Did You Really Mean That?


Howdy Bruce,

The 391 has treated me well. Reading your web site and Bob Brister’s book has helped alot too.

Also, the UniDot that Roland sold me is helping out too. Since I’ve been shooting a mounted gun, the Unidot helps me to start w/ my head in the right spot, and thats causing me to break more clay.

On Wednesday I shot a 30 in a small unregistered SC match made up of 25 true doubles. The highest score of only 39 was shot by a 16 year SC veteran. I shot in the same group as the winner, and there were no mulligans and no cheating. He had nothing but great comments about me and my 391. I passed all of that credit on to you.

Well thats enough horn blowing, actually its probably too much. I saw something in the SR archives that kinda startled me. I have Cut and Pasted it below:

“The screw choke makers have conveniently broken chokes down into .005″ increments.

” Cylinder bore .000″ (40%)
Skeet .005″
Imp. Cylinder .010″ (50%)
Light Mod. .015″
Modified .020″ (60%)
Imp. Mod. .025″
Light Full .030″
Full .035″ (70%)
Xtra Full .040″

” So what does this get you? Not much. According to various unnamed sources, a Cylinder bore will throw about a 30″ pattern at 20 yards. A Full choke will throw the same 30″ pattern at 35 yards. That’s only fifteen yards difference between cylinder bore, the most open choke, and full choke, the tightest! With a little fudging, there may be another five yards here or there, but the lesson is clear. The difference between the tightest and loosest choke is barely 20 yards. Maybe less!
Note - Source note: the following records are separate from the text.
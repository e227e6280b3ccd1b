//! Chart-ready platform breakdown records.

use serde_json::{Map, Value};
use tracing::warn;

/// Color used for platform names missing from [`PLATFORM_COLORS`].
pub const FALLBACK_COLOR: &str = "#999";

/// Fixed palette keyed by platform name.
pub const PLATFORM_COLORS: &[(&str, &str)] = &[
    ("Desktop", "#3B82F6"),
    ("Mobile", "#8B5CF6"),
    ("Tablet", "#06B6D4"),
    ("Android", "#10B981"),
    ("iOS", "#F59E0B"),
    ("Unknown", "#9CA3AF"),
];

/// Share of tracked clicks attributed to one platform.
#[derive(Debug, Clone, PartialEq)]
pub struct PlatformShare {
    pub name: String,
    pub value: f64,
    pub color: String,
}

impl PlatformShare {
    pub fn new(name: impl Into<String>, value: f64) -> Self {
        let name = name.into();
        let color = color_for(&name).to_string();
        Self { name, value, color }
    }
}

/// Looks up the palette color for a platform name.
pub fn color_for(name: &str) -> &'static str {
    PLATFORM_COLORS
        .iter()
        .find(|(platform, _)| *platform == name)
        .map(|(_, color)| *color)
        .unwrap_or(FALLBACK_COLOR)
}

/// Raw `GET /dashboard/summary` payload: platform name to percentage.
///
/// Entries keep the backend's key order. Values are not required to sum
/// to 100.
#[derive(Debug, Clone, Default, PartialEq)]
pub struct PlatformSummary(pub Map<String, Value>);

impl PlatformSummary {
    /// Converts the summary into chart segments, in response order.
    ///
    /// Numbers are taken as-is and numeric strings are parsed; any other
    /// value is skipped.
    pub fn into_shares(self) -> Vec<PlatformShare> {
        self.0
            .into_iter()
            .filter_map(|(name, value)| match numeric_value(&value) {
                Some(v) => Some(PlatformShare::new(name, v)),
                None => {
                    warn!(platform = %name, value = %value, "Skipping non-numeric platform share");
                    None
                }
            })
            .collect()
    }
}

fn numeric_value(value: &Value) -> Option<f64> {
    match value {
        Value::Number(n) => n.as_f64(),
        Value::String(s) => s.trim().parse::<f64>().ok().filter(|v| v.is_finite()),
        _ => None,
    }
}
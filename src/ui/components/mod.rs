//! Page sections, each a pure function of view state and palette.

pub mod analytics_panel;
pub mod features;
pub mod header;
pub mod shortener_panel;
pub mod toast_layer;

pub use toast_layer::ToastLayer;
” So, if there is a maximum difference between tightest and loosest choke of 20 yards and there are nine commercially endorsed gradations of choke, that means that each gradation of choke is worth a touch over two yards! You would have to change the choke by several degrees to make any real difference.
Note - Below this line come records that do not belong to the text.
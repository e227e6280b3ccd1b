//! Analytics panel data loading.

use std::sync::Arc;
use std::sync::atomic::{AtomicBool, Ordering};
use std::time::Duration;

use tokio::sync::watch;
use tokio::task::JoinHandle;
use tokio_util::sync::CancellationToken;
use tracing::{debug, error};

use crate::domain::entities::PlatformShare;
use crate::domain::ports::AnalyticsApi;

/// Snapshot of the analytics panel.
#[derive(Debug, Clone, PartialEq)]
pub struct AnalyticsView {
    /// True until the summary fetch settles, successfully or not.
    pub loading: bool,
    pub shares: Vec<PlatformShare>,
    /// Raised shortly after loading ends; gates the legend cards.
    pub animation_complete: bool,
}

impl Default for AnalyticsView {
    fn default() -> Self {
        Self {
            loading: true,
            shares: Vec::new(),
            animation_complete: false,
        }
    }
}

/// Loads the platform breakdown once per page.
///
/// Failures never reach the user: they are logged and the chart stays empty
/// so a broken analytics backend cannot degrade the shortening flow.
pub struct AnalyticsFetcher {
    api: Arc<dyn AnalyticsApi>,
    view: watch::Sender<AnalyticsView>,
    started: AtomicBool,
    animation_delay: Duration,
    lifetime: CancellationToken,
}

impl AnalyticsFetcher {
    pub fn new(
        api: Arc<dyn AnalyticsApi>,
        animation_delay: Duration,
        lifetime: CancellationToken,
    ) -> Self {
        let (view, _rx) = watch::channel(AnalyticsView::default());
        Self {
            api,
            view,
            started: AtomicBool::new(false),
            animation_delay,
            lifetime,
        }
    }

    /// Fetches the summary and converts it to chart segments.
    ///
    /// Returns an empty vec on any network or parse error.
    pub async fn load_summary(&self) -> Vec<PlatformShare> {
        match self.api.fetch_summary().await {
            Ok(summary) => {
                let shares = summary.into_shares();
                debug!(segments = shares.len(), "Analytics summary loaded");
                shares
            }
            Err(e) => {
                error!(code = e.code(), "Analytics error: {}", e);
                Vec::new()
            }
        }
    }

    /// Starts the background load. Only the first call spawns a task.
    pub fn mount(self: &Arc<Self>) -> Option<JoinHandle<()>> {
        if self.started.swap(true, Ordering::SeqCst) {
            debug!("Analytics already mounted");
            return None;
        }

        let this = Arc::clone(self);
        Some(tokio::spawn(async move { this.run().await }))
    }

    pub fn view(&self) -> AnalyticsView {
        self.view.borrow().clone()
    }

    pub fn subscribe(&self) -> watch::Receiver<AnalyticsView> {
        self.view.subscribe()
    }

    async fn run(&self) {
        let shares = tokio::select! {
            biased;
            _ = self.lifetime.cancelled() => return,
            shares = self.load_summary() => shares,
        };

        self.view.send_modify(|view| {
            view.loading = false;
            view.shares = shares;
        });

        tokio::select! {
            biased;
            _ = self.lifetime.cancelled() => return,
            _ = tokio::time::sleep(self.animation_delay) => {}
        }

        self.view.send_modify(|view| view.animation_complete = true);
    }
}
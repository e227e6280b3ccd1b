//! Context shared by every UI component.

use tokio::sync::mpsc;

use crate::application::services::{Notifier, ThemeStore, Toast};
use crate::domain::entities::Theme;

/// Explicit context passed down to components instead of global state.
///
/// Cloning is cheap; clones share the same theme and toast channel.
#[derive(Debug, Clone)]
pub struct AppState {
    pub theme: ThemeStore,
    pub notifier: Notifier,
}

impl AppState {
    /// Creates the context and the receiving end of its toast channel.
    pub fn new(initial_theme: Theme) -> (Self, mpsc::UnboundedReceiver<Toast>) {
        let (notifier, toasts) = Notifier::channel();
        let state = Self {
            theme: ThemeStore::new(initial_theme),
            notifier,
        };
        (state, toasts)
    }
}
” Bottom line: you really only need three chokes- close, middling and far or 20, 30 and 40 yards. Cylinder bore (.000″), light modified (.015″) and full (.035″) should really cover every shot. Think about it. Does all that choke changing really help?”
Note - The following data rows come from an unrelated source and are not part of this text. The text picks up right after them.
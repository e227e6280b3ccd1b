//! UI theme value and its reducer.

use std::fmt;
use std::str::FromStr;

use crate::error::AppError;

/// Visual theme of the page. Exactly one value is active at a time.
#[derive(Debug, Clone, Copy, Default, PartialEq, Eq, Hash)]
pub enum Theme {
    #[default]
    Light,
    Dark,
}

/// Actions accepted by [`Theme::reduce`].
#[derive(Debug, Clone, Copy, PartialEq, Eq)]
pub enum ThemeAction {
    Toggle,
    Set(Theme),
}

impl Theme {
    /// Pure state transition; the store applies it atomically.
    pub fn reduce(self, action: ThemeAction) -> Theme {
        match action {
            ThemeAction::Toggle => self.toggled(),
            ThemeAction::Set(theme) => theme,
        }
    }

    pub fn toggled(self) -> Theme {
        match self {
            Theme::Light => Theme::Dark,
            Theme::Dark => Theme::Light,
        }
    }

    pub fn as_str(self) -> &'static str {
        match self {
            Theme::Light => "light",
            Theme::Dark => "dark",
        }
    }

    pub fn is_dark(self) -> bool {
        self == Theme::Dark
    }
}

impl fmt::Display for Theme {
    fn fmt(&self, f: &mut fmt::Formatter<'_>) -> fmt::Result {
        f.write_str(self.as_str())
    }
}

impl FromStr for Theme {
    type Err = AppError;

    fn from_str(s: &str) -> Result<Self, Self::Err> {
        match s.trim().to_ascii_lowercase().as_str() {
            "light" => Ok(Theme::Light),
            "dark" => Ok(Theme::Dark),
            other => Err(AppError::validation(format!(
                "Unknown theme '{other}', expected 'light' or 'dark'"
            ))),
        }
    }
}

#[cfg(test)]
mod tests {
    use super::*;

    #[test]
    fn test_default_is_light() {
        assert_eq!(Theme::default(), Theme::Light);
    }

    #[test]
    fn test_toggle_twice_is_identity() {
        for theme in [Theme::Light, Theme::Dark] {
            let twice = theme
                .reduce(ThemeAction::Toggle)
                .reduce(ThemeAction::Toggle);
            assert_eq!(twice, theme);
        }
    }

    #[test]
    fn test_toggle_flips() {
        assert_eq!(Theme::Light.reduce(ThemeAction::Toggle), Theme::Dark);
        assert_eq!(Theme::Dark.reduce(ThemeAction::Toggle), Theme::Light);
    }

    #[test]
    fn test_set() {
        assert_eq!(
            Theme::Light.reduce(ThemeAction::Set(Theme::Dark)),
            Theme::Dark
        );
    }

    #[test]
    fn test_parse() {
        assert_eq!("dark".parse::<Theme>().unwrap(), Theme::Dark);
        assert_eq!(" LIGHT ".parse::<Theme>().unwrap(), Theme::Light);
        assert!("sepia".parse::<Theme>().is_err());
    }
}
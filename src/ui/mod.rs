//! Terminal presentation layer.
//!
//! Renders the page from component view state. Every renderer is a pure
//! function of a snapshot plus the [`style::Palette`] for the current theme,
//! so the whole page can be rendered to a `String` in tests.
//!
//! # Modules
//!
//! - [`page`] - Page composition and lifetime
//! - [`components`] - Header, requester panel, analytics panel, features, toasts
//! - [`style`] - Theme palettes and color helpers
//! - [`animation`] - Staggered section reveal

pub mod animation;
pub mod components;
pub mod page;
pub mod style;

pub use page::{Page, PageDeps, PageOptions};
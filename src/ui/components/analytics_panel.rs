//! Analytics panel: platform breakdown chart and legend.

use colored::Colorize;

use crate::application::services::AnalyticsView;
use crate::domain::entities::PlatformShare;
use crate::ui::style::{Palette, paint, parse_hex};

/// Columns used by the proportional bar.
pub const CHART_WIDTH: usize = 40;

pub fn render(view: &AnalyticsView, palette: &Palette) -> String {
    let mut lines = vec![
        paint("Click Analytics", palette.accent).bold().to_string(),
        paint("Traffic breakdown by platform", palette.muted).to_string(),
        String::new(),
    ];

    if view.loading {
        lines.push(paint(&"░".repeat(CHART_WIDTH), palette.border).to_string());
        lines.push(paint("Loading analytics...", palette.muted).to_string());
        return lines.join("\n");
    }

    lines.push(chart(&view.shares, palette));

    if view.animation_complete {
        lines.extend(view.shares.iter().map(|share| legend_entry(share, palette)));
    }

    lines.join("\n")
}

/// Splits `width` columns among the shares, proportionally to their values.
///
/// Boundaries are rounded cumulatively so the widths always add up to
/// `width` when the total is positive. Negative values count as zero.
pub fn segment_widths(shares: &[PlatformShare], width: usize) -> Vec<usize> {
    let total: f64 = shares.iter().map(|s| s.value.max(0.0)).sum();
    if total <= 0.0 {
        return vec![0; shares.len()];
    }

    let mut widths = Vec::with_capacity(shares.len());
    let mut cumulative = 0.0;
    let mut previous_edge = 0usize;

    for share in shares {
        cumulative += share.value.max(0.0);
        let edge = ((cumulative / total) * width as f64).round() as usize;
        widths.push(edge.saturating_sub(previous_edge));
        previous_edge = edge;
    }

    widths
}

/// Formats a percentage without a trailing `.0` for whole numbers.
pub fn format_percent(value: f64) -> String {
    if value.fract() == 0.0 {
        format!("{value:.0}%")
    } else {
        format!("{value:.1}%")
    }
}

fn chart(shares: &[PlatformShare], palette: &Palette) -> String {
    if shares.is_empty() {
        return paint(&"·".repeat(CHART_WIDTH), palette.border).to_string();
    }

    shares
        .iter()
        .zip(segment_widths(shares, CHART_WIDTH))
        .map(|(share, cells)| paint(&"█".repeat(cells), share_color(share, palette)).to_string())
        .collect()
}

fn legend_entry(share: &PlatformShare, palette: &Palette) -> String {
    format!(
        "  {} {:<10} {}",
        paint("●", share_color(share, palette)),
        paint(&share.name, palette.text),
        paint(&format_percent(share.value), palette.text).bold(),
    )
}

fn share_color(share: &PlatformShare, palette: &Palette) -> (u8, u8, u8) {
    parse_hex(&share.color).unwrap_or(palette.muted)
}

#[cfg(test)]
mod tests {
    use super::*;
    use crate::domain::entities::Theme;

    fn shares() -> Vec<PlatformShare> {
        vec![
            PlatformShare::new("Desktop", 45.0),
            PlatformShare::new("Mobile", 35.0),
            PlatformShare::new("Tablet", 20.0),
        ]
    }

    fn palette() -> Palette {
        colored::control::set_override(false);
        Palette::for_theme(Theme::Dark)
    }

    #[test]
    fn test_segment_widths_sum_to_width() {
        assert_eq!(segment_widths(&shares(), 40), vec![18, 14, 8]);

        let uneven = vec![
            PlatformShare::new("A", 1.0),
            PlatformShare::new("B", 1.0),
            PlatformShare::new("C", 1.0),
        ];
        assert_eq!(segment_widths(&uneven, 40).iter().sum::<usize>(), 40);
    }

    #[test]
    fn test_segment_widths_zero_total() {
        let zeros = vec![PlatformShare::new("A", 0.0), PlatformShare::new("B", -3.0)];
        assert_eq!(segment_widths(&zeros, 40), vec![0, 0]);
        assert!(segment_widths(&[], 40).is_empty());
    }

    #[test]
    fn test_format_percent() {
        assert_eq!(format_percent(45.0), "45%");
        assert_eq!(format_percent(12.5), "12.5%");
    }

    #[test]
    fn test_loading_skeleton() {
        let out = render(&AnalyticsView::default(), &palette());
        assert!(out.contains("Click Analytics"));
        assert!(out.contains("Loading analytics..."));
    }

    #[test]
    fn test_legend_after_animation() {
        let mut view = AnalyticsView {
            loading: false,
            shares: shares(),
            animation_complete: false,
        };

        let before = render(&view, &palette());
        assert_eq!(before.matches('█').count(), CHART_WIDTH);
        assert!(!before.contains("Desktop"));

        view.animation_complete = true;
        let after = render(&view, &palette());
        assert!(after.contains("Desktop"));
        assert!(after.contains("45%"));
        assert!(after.contains("35%"));
        assert!(after.contains("20%"));
    }

    #[test]
    fn test_empty_chart_has_no_segments() {
        let view = AnalyticsView {
            loading: false,
            shares: vec![],
            animation_complete: true,
        };
        let out = render(&view, &palette());
        assert_eq!(out.matches('█').count(), 0);
        assert!(!out.contains("Loading"));
    }
}
//! Infrastructure layer for external integrations.
//!
//! Concrete implementations of the traits in [`crate::domain::ports`].
//!
//! # Modules
//!
//! - [`http`] - `reqwest` client for the shortening and analytics endpoints
//! - [`qr`] - QR code rendering (PNG and terminal)
//! - [`clipboard`] - Native and no-op clipboard access

pub mod clipboard;
pub mod http;
pub mod qr;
Do You still stand by this advice?

Thanks,

Wes

PS. Did I mention, that the aforementioned 16 yr. SC veteran was using an 8 yr old 390. (It may have been a 303, but It was definitely a Beretta Gas guzzler)

Dear Wes,

Do I still stand by that choke advice? Sure, I do. Can’t change the laws of physics, so why should I change my mind? My opinion are immutable. Chiseled on granite. Written in the stars. Well, sort of.

A real rough rule of thumb for chokes is that every 5 yards is worth ten points of choke. If you start with cylinder bore of .000″ at 20 yards, you will end up with .040″ Full choke at 40 yards to get the same pattern. That’s close enough to .035″ that many makers use for Full. This stuff isn’t precise. I’m even less so. “Shotgunning is a game of guesstimation.”- Technoidal tenet #14.

Now, here’s the interesting part: can you accurately judge the distance of a game bird or new sporting clays presentation down to within 5 yards? Maybe on the real close stuff, but I’ll bet that after 30 yards it’s hard to tell. Also, I’ll bet that you judge the distance to the ground or some bush under the target and not the actual hypotenuse of the triangle to the target itself. If that target is up in the air a bit, the hypotenuse is a lot longer than the base leg. Remember that old A” + B” = C” stuff? Unless you are dealing with known distance games (trap/skeet), I really don’t think that most people judge that accurately. Maybe I’m just the only one who can’t do it, but I’ve tested other shooters using my range finder and I think that everyone has a bit of trouble.

Glad to know that your grizzled vet’s Beretta gas pipe is still chugging along. I have no data that suggests that the new Beretta gas guns are any more (or less) durable than the older models once you make sure you get past that batch of improperly hardened hammer struts and links on some 390s. I remember chatting with Don Zutz at the Okemo Mountain SCA Nationals about our 303s and how well they held up. I still shoot the same 303 today.

Best regards,

Bruce Buck
The Technoid writing for Shotgun Report, LLC
(Often in error. Never in doubt.)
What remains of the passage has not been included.